-------- SOURCE INFORMATION --------

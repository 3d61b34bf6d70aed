//! Trade-document requirements per country, filtered by shipping mode.

use thiserror::Error;

use super::shipment::slug_from_str;

/// Mode axis of the document matrix. Import and export workflows sit next
/// to the freight modes.
#[derive(Clone, Copy, Debug, PartialEq, Eq, Hash)]
pub enum DocumentMode {
    Sea,
    Air,
    Imports,
    Exports,
}

impl DocumentMode {
    pub const ALL: [DocumentMode; 4] = [
        DocumentMode::Sea,
        DocumentMode::Air,
        DocumentMode::Imports,
        DocumentMode::Exports,
    ];

    pub fn slug(&self) -> &'static str {
        match self {
            DocumentMode::Sea => "sea",
            DocumentMode::Air => "air",
            DocumentMode::Imports => "imports",
            DocumentMode::Exports => "exports",
        }
    }

    pub fn label(&self) -> &'static str {
        match self {
            DocumentMode::Sea => "Sea Freight",
            DocumentMode::Air => "Air Freight",
            DocumentMode::Imports => "Imports",
            DocumentMode::Exports => "Exports",
        }
    }
}

slug_from_str!(DocumentMode);

/// Select value for "no mode filter".
pub const ALL_MODES: &str = "all";

/// `None` means every mode.
pub fn mode_filter_label(mode: Option<DocumentMode>) -> &'static str {
    mode.map_or("All Modes", |mode| mode.label())
}

#[derive(Clone, Copy, Debug, PartialEq, Eq)]
pub struct DocumentRequirement {
    pub document: &'static str,
    pub typical_use: &'static str,
    pub issuer: &'static str,
    pub link_label: &'static str,
    pub link_url: &'static str,
}

#[derive(Clone, Copy, Debug, PartialEq, Eq)]
pub struct CountryDocuments {
    pub id: &'static str,
    pub name: &'static str,
    pub corridor: &'static str,
    pub modes: &'static [DocumentMode],
    pub quick_checklist: &'static [&'static str],
    pub requirements: &'static [DocumentRequirement],
}

impl CountryDocuments {
    pub fn covers(&self, mode: Option<DocumentMode>) -> bool {
        mode.map_or(true, |mode| self.modes.contains(&mode))
    }
}

/// Why a lookup produced no documents.
#[derive(Clone, Debug, PartialEq, Eq, Error)]
pub enum DocumentLookupError {
    #[error(
        "We couldn't find requirements for the selected country yet. Please choose another option."
    )]
    UnknownCountry,
    #[error("We haven't mapped {mode} requirements for {country} yet. Try another mode.")]
    ModeNotMapped {
        country: &'static str,
        mode: &'static str,
    },
}

/// Why the quick checklist cannot be shown.
#[derive(Clone, Debug, PartialEq, Eq, Error)]
pub enum ChecklistError {
    #[error("Select a country to see the quick checklist.")]
    NoCountry,
    #[error("We have not mapped {mode} workflows for {country}. Try another mode.")]
    ModeNotMapped {
        country: &'static str,
        mode: &'static str,
    },
    #[error("Checklist will be available soon.")]
    Unavailable,
}

/// Requirements table for one country under a mode filter.
#[derive(Clone, Copy, Debug, PartialEq, Eq)]
pub struct RequirementsTable {
    pub country: &'static CountryDocuments,
    pub mode_label: &'static str,
}

#[derive(Clone, Debug, PartialEq, Eq)]
pub struct QuickChecklist {
    pub title: String,
    pub items: &'static [&'static str],
}

pub const CHECKLIST_SOURCE_NOTE: &str =
    "Source: Official customs, trade and partner agency portals linked above.";

pub fn document_country(id: &str) -> Option<&'static CountryDocuments> {
    DOCUMENT_MATRIX.iter().find(|country| country.id == id)
}

/// First country of the matrix, used as the initial selection.
pub fn default_document_country() -> Option<&'static CountryDocuments> {
    DOCUMENT_MATRIX.first()
}

/// Parse a mode select value. Empty, `all` and unknown values mean no filter.
pub fn parse_mode_filter(raw: &str) -> Option<DocumentMode> {
    let raw = raw.trim();
    if raw.eq_ignore_ascii_case(ALL_MODES) {
        return None;
    }
    raw.parse().ok()
}

pub fn requirements_for(
    country_id: &str,
    mode: Option<DocumentMode>,
) -> Result<RequirementsTable, DocumentLookupError> {
    let country = document_country(country_id).ok_or(DocumentLookupError::UnknownCountry)?;
    if !country.covers(mode) {
        return Err(DocumentLookupError::ModeNotMapped {
            country: country.name,
            mode: mode_filter_label(mode),
        });
    }
    Ok(RequirementsTable {
        country,
        mode_label: mode_filter_label(mode),
    })
}

pub fn quick_checklist(
    country_id: &str,
    mode: Option<DocumentMode>,
) -> Result<QuickChecklist, ChecklistError> {
    let country = document_country(country_id).ok_or(ChecklistError::NoCountry)?;
    if !country.covers(mode) {
        return Err(ChecklistError::ModeNotMapped {
            country: country.name,
            mode: mode_filter_label(mode),
        });
    }
    if country.quick_checklist.is_empty() {
        return Err(ChecklistError::Unavailable);
    }
    Ok(QuickChecklist {
        title: format!("Checklist for {} ({})", country.name, mode_filter_label(mode)),
        items: country.quick_checklist,
    })
}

--------

» INSTRUCTIONS FOR THE TASK
When a line in the records holds the string "Unavailable", copy that line.

» SOLVED PROBLEM
    Unavailable,
        return Err(ChecklistError::Unavailable);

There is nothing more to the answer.